Tidak lama kemudian Ki Buyut Randu Pitu keluar rumah dengan diiringi Nyi Buyut.
“Silakan, silakan masuk ke banjar desa,” Ki Buyut mempersilakan dengan ramah. Lalu pemuda dan Ki Buyut sudah duduk berhadapan di atas tikar pandan.

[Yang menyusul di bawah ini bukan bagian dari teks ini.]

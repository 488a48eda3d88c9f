use proptest::prelude::*;
use rstest::rstest;
use shardline_common::types::{
    shard::{HashKey, Shard, ShardId},
    stream::{RetentionChange, StreamStatus},
};
use shardline_lite::backend::error::{
    CreateStreamError, DeleteStreamError, DescribeStreamError, ListStreamsError,
    UpdateRetentionError, UpdateShardCountError,
};

use crate::common::*;

#[test]
fn test_create_describe_delete_lifecycle() {
    let backend = create_backend();
    let stream = test_stream_name("lifecycle");

    backend
        .create_stream(stream.clone(), 3)
        .expect("Failed to create stream");

    let description = backend
        .describe_stream(stream.clone(), None, None)
        .expect("Failed to describe stream");
    assert_eq!(description.name, stream);
    assert_eq!(description.status, StreamStatus::Active);
    assert_eq!(description.retention_period_hours, 24);
    assert_eq!(description.shards.values.len(), 3);
    assert!(!description.shards.has_more);
    Shard::check_open_coverage(&description.shards.values).expect("full coverage");

    backend
        .delete_stream(stream.clone())
        .expect("Failed to delete stream");
    assert!(matches!(
        backend.describe_stream(stream, None, None),
        Err(DescribeStreamError::StreamNotFound(_))
    ));
}

#[test]
fn test_create_existing_stream_is_in_use() {
    let backend = create_backend();
    let stream = test_stream_name("dup");
    backend.create_stream(stream.clone(), 1).unwrap();

    let result = backend.create_stream(stream, 1);
    assert!(matches!(
        result,
        Err(CreateStreamError::StreamAlreadyExists(_))
    ));
}

#[test]
fn test_delete_missing_stream() {
    let backend = create_backend();
    assert!(matches!(
        backend.delete_stream(test_stream_name("missing")),
        Err(DeleteStreamError::StreamNotFound(_))
    ));
}

#[rstest]
#[case(0)]
#[case(100_001)]
fn test_create_rejects_shard_count(#[case] shard_count: u32) {
    let backend = create_backend();
    assert!(matches!(
        backend.create_stream(test_stream_name("count"), shard_count),
        Err(CreateStreamError::Validation(e)) if e.field == "ShardCount"
    ));
}

#[test]
fn test_create_respects_shard_limit() {
    let backend = create_backend_with_shard_limit(4);
    backend.create_stream(test_stream_name("a"), 3).unwrap();

    let result = backend.create_stream(test_stream_name("b"), 2);
    assert!(matches!(
        result,
        Err(CreateStreamError::ShardLimitExceeded(e)) if e.limit == 4 && e.requested == 5
    ));
    backend.create_stream(test_stream_name("b"), 1).unwrap();
    assert_eq!(backend.describe_limits().open_shard_count, 4);
    assert_eq!(backend.describe_limits().available(), 0);
}

#[test]
fn test_list_streams_pages_in_name_order() {
    let backend = create_backend();
    for suffix in ["c", "a", "e", "b", "d"] {
        backend.create_stream(test_stream_name(suffix), 1).unwrap();
    }

    let first = backend.list_streams(Some(2), None).unwrap();
    assert_eq!(
        first.values,
        vec![test_stream_name("a"), test_stream_name("b")]
    );
    assert!(first.has_more);

    let rest = backend
        .list_streams(Some(10), Some(test_stream_name("b").into()))
        .unwrap();
    assert_eq!(
        rest.values,
        vec![
            test_stream_name("c"),
            test_stream_name("d"),
            test_stream_name("e")
        ]
    );
    assert!(!rest.has_more);
}

#[test]
fn test_list_streams_limit_bounds() {
    let backend = create_backend();
    assert!(matches!(
        backend.list_streams(Some(0), None),
        Err(ListStreamsError::Validation(_))
    ));
    assert!(backend.list_streams(Some(10_000), None).is_ok());
    assert!(backend.list_streams(None, None).unwrap().values.is_empty());
}

#[rstest]
#[case::increase(RetentionChange::Increase, 48, true)]
#[case::increase_to_same(RetentionChange::Increase, 24, false)]
#[case::decrease_from_default(RetentionChange::Decrease, 24, false)]
#[case::increase_out_of_range(RetentionChange::Increase, 169, false)]
fn test_retention_from_default(
    #[case] change: RetentionChange,
    #[case] hours: u32,
    #[case] ok: bool,
) {
    let backend = create_backend();
    let stream = test_stream_name("retention");
    backend.create_stream(stream.clone(), 1).unwrap();

    let result = backend.update_retention_period(stream.clone(), change, hours);
    assert_eq!(result.is_ok(), ok, "{result:?}");

    let expected = if ok { hours } else { 24 };
    let description = backend.describe_stream(stream, None, None).unwrap();
    assert_eq!(description.retention_period_hours, expected);
}

#[test]
fn test_retention_round_trip() {
    let backend = create_backend();
    let stream = test_stream_name("retention-round-trip");
    backend.create_stream(stream.clone(), 1).unwrap();

    backend
        .update_retention_period(stream.clone(), RetentionChange::Increase, 168)
        .unwrap();
    let wrong_way = backend.update_retention_period(stream.clone(), RetentionChange::Increase, 72);
    assert!(matches!(
        wrong_way,
        Err(UpdateRetentionError::RetentionDirection(e)) if e.current == 168 && e.requested == 72
    ));
    backend
        .update_retention_period(stream.clone(), RetentionChange::Decrease, 72)
        .unwrap();
    assert!(matches!(
        backend.update_retention_period(stream, RetentionChange::Decrease, 10),
        Err(UpdateRetentionError::Validation(e)) if e.field == "RetentionPeriodHours"
    ));
}

#[test]
fn test_uniform_scale_up_records_parents() {
    let backend = create_backend();
    let stream = test_stream_name("scale-up");
    backend.create_stream(stream.clone(), 2).unwrap();

    let previous = backend.update_shard_count(stream.clone(), 4).unwrap();
    assert_eq!(previous, 2);

    let shards = all_shards(&backend, &stream);
    assert_eq!(shards.len(), 6);

    let (closed, open): (Vec<_>, Vec<_>) = shards.iter().partition(|s| !s.is_open());
    assert_eq!(closed.len(), 2);
    assert_eq!(open.len(), 4);
    Shard::check_open_coverage(&shards).expect("open shards cover the key space");

    for shard in &closed {
        let range = &shard.sequence_number_range;
        assert!(range.ending().unwrap() >= range.starting());
    }
    for shard in &open {
        let parent = shard.parent_shard_id.as_ref().expect("parent recorded");
        assert!(closed.iter().any(|c| &c.shard_id == parent));
        assert_ne!(shard.adjacent_parent_shard_id.as_ref(), Some(parent));
        assert!(
            shard.sequence_number_range.starting() > closed[0].sequence_number_range.ending().unwrap()
        );
    }

    let ids: Vec<_> = shards.iter().map(|s| s.shard_id.clone()).collect();
    let expected: Vec<_> = (0..6).map(ShardId::from_index).collect();
    assert_eq!(ids, expected);
}

#[test]
fn test_uniform_scale_down_records_adjacent_parent() {
    let backend = create_backend();
    let stream = test_stream_name("scale-down");
    backend.create_stream(stream.clone(), 2).unwrap();
    backend.update_shard_count(stream.clone(), 1).unwrap();

    let shards = all_shards(&backend, &stream);
    let merged = shards.iter().find(|s| s.is_open()).unwrap();
    assert_eq!(merged.hash_key_range.starting(), HashKey::MIN);
    assert_eq!(merged.hash_key_range.ending(), HashKey::MAX);
    assert_eq!(merged.parent_shard_id, Some(ShardId::from_index(0)));
    assert_eq!(merged.adjacent_parent_shard_id, Some(ShardId::from_index(1)));
}

#[rstest]
#[case::more_than_double(2, 5)]
#[case::less_than_half(5, 2)]
fn test_scaling_bounds(#[case] current: u32, #[case] target: u32) {
    let backend = create_backend();
    let stream = test_stream_name("bounds");
    backend.create_stream(stream.clone(), current).unwrap();
    assert!(matches!(
        backend.update_shard_count(stream, target),
        Err(UpdateShardCountError::ScalingOutOfBounds(_))
    ));
}

#[test]
fn test_scaling_respects_shard_limit() {
    let backend = create_backend_with_shard_limit(3);
    let stream = test_stream_name("limit");
    backend.create_stream(stream.clone(), 2).unwrap();
    assert!(matches!(
        backend.update_shard_count(stream.clone(), 4),
        Err(UpdateShardCountError::ShardLimitExceeded(_))
    ));
    backend.update_shard_count(stream, 3).unwrap();
}

#[test]
fn test_scaling_to_current_count_is_a_no_op() {
    let backend = create_backend();
    let stream = test_stream_name("same");
    backend.create_stream(stream.clone(), 2).unwrap();
    assert_eq!(backend.update_shard_count(stream.clone(), 2).unwrap(), 2);
    assert_eq!(all_shards(&backend, &stream).len(), 2);
}

#[test]
fn test_describe_pages_shards_by_id() {
    let backend = create_backend();
    let stream = test_stream_name("paged");
    backend.create_stream(stream.clone(), 5).unwrap();

    let first = backend.describe_stream(stream.clone(), Some(2), None).unwrap();
    assert!(first.shards.has_more);
    let last_id = first.shards.values.last().unwrap().shard_id.clone();
    assert_eq!(last_id, ShardId::from_index(1));

    let rest = backend
        .describe_stream(stream, Some(10), Some(last_id.into()))
        .unwrap();
    assert!(!rest.shards.has_more);
    let ids: Vec<_> = rest.shards.values.iter().map(|s| s.shard_id.clone()).collect();
    assert_eq!(ids, (2..5).map(ShardId::from_index).collect::<Vec<_>>());
}

proptest! {
    #![proptest_config(ProptestConfig::with_cases(32))]

    #[test]
    fn test_rescaling_keeps_coverage(steps in prop::collection::vec(0.5f64..2.0, 1..6)) {
        let backend = create_backend();
        let stream = test_stream_name("rescale");
        backend.create_stream(stream.clone(), 4).unwrap();

        let mut current = 4u32;
        for factor in steps {
            let target = ((f64::from(current) * factor).round() as u32)
                .clamp(current.div_ceil(2), current * 2)
                .max(1);
            backend.update_shard_count(stream.clone(), target).unwrap();
            current = target;

            let shards = all_shards(&backend, &stream);
            prop_assert_eq!(shards.iter().filter(|s| s.is_open()).count() as u32, current);
            prop_assert!(Shard::check_open_coverage(&shards).is_ok());
        }
    }
}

“Namaku Sumbul. Aku keponakan Ki Jadran, teman Ki Buyut ketika menjadi prajurit di Panjalu. Saat perang besar terjadi, Jenggala menyerang Panjalu. Keadaan ini membuat semuanya menjadi berantakan. Perang yang berkepanjangan menyusahkan semua pihak. Kota raja Panjalu dipindah dari Dhaha ke Kediri oleh Raja Jayawarsa. Tatkala itu Dhaha kosong dan gedung pusaka kerajaan dirusak musuh. Banyak prajurit yang meninggal, bahkan Raja Jayawarsa juga tidak bisa menyelamatkan diri. Dalam keadaan seperti itu, Ki Jadran masih bisa menyelamatkan salah satu pusaka istana, yaitu Tombak Trisula,” Sumbul berhenti sejenak. Ki Buyut dahinya berkerut mendengar perkataan Sumbul. Lalu Sumbul melanjutkan perkataannya, “Tetapi kala itu Ki Jadran nyawanya terancam karena dikepung musuh. Dengan menggunakan Tombak Trisula, Ki Jadran bisa meloloskan diri walau tubuhnya penuh dengan luka. Ketika itu Ki Buyut membantu Ki Jadran untuk menjauh dari peperangan. Dan atas pertimbangan Ki Jadran, pusaka Tombak Trisula diserahkan kepada Ki Buyut untuk diselamatkan. Lalu Ki Jadran dengan susah payah kembali ke-rumahnya dengan keadaan tubuh yang lemah. Selama beberapa hari di rumah, Ki Jadran mendapat perawatan dari keluarga. Tetapi karena tubuhnya yang penuh luka, kesehatannya setiap hari semakin menurun, dan akhirnya Ki Jadran menutup mata untuk selamanya. Sehari sebelum kematiannya, Ki Jadran menceritakan semuanya kepadaku. Lantas aku diperintahkan menemui Ki Buyut untuk bersama-sama mengembalikan pusaka Tombak Trisula kepada putri Raja Jayawarsa yaitu Dewi Candrakirana di Kediri.”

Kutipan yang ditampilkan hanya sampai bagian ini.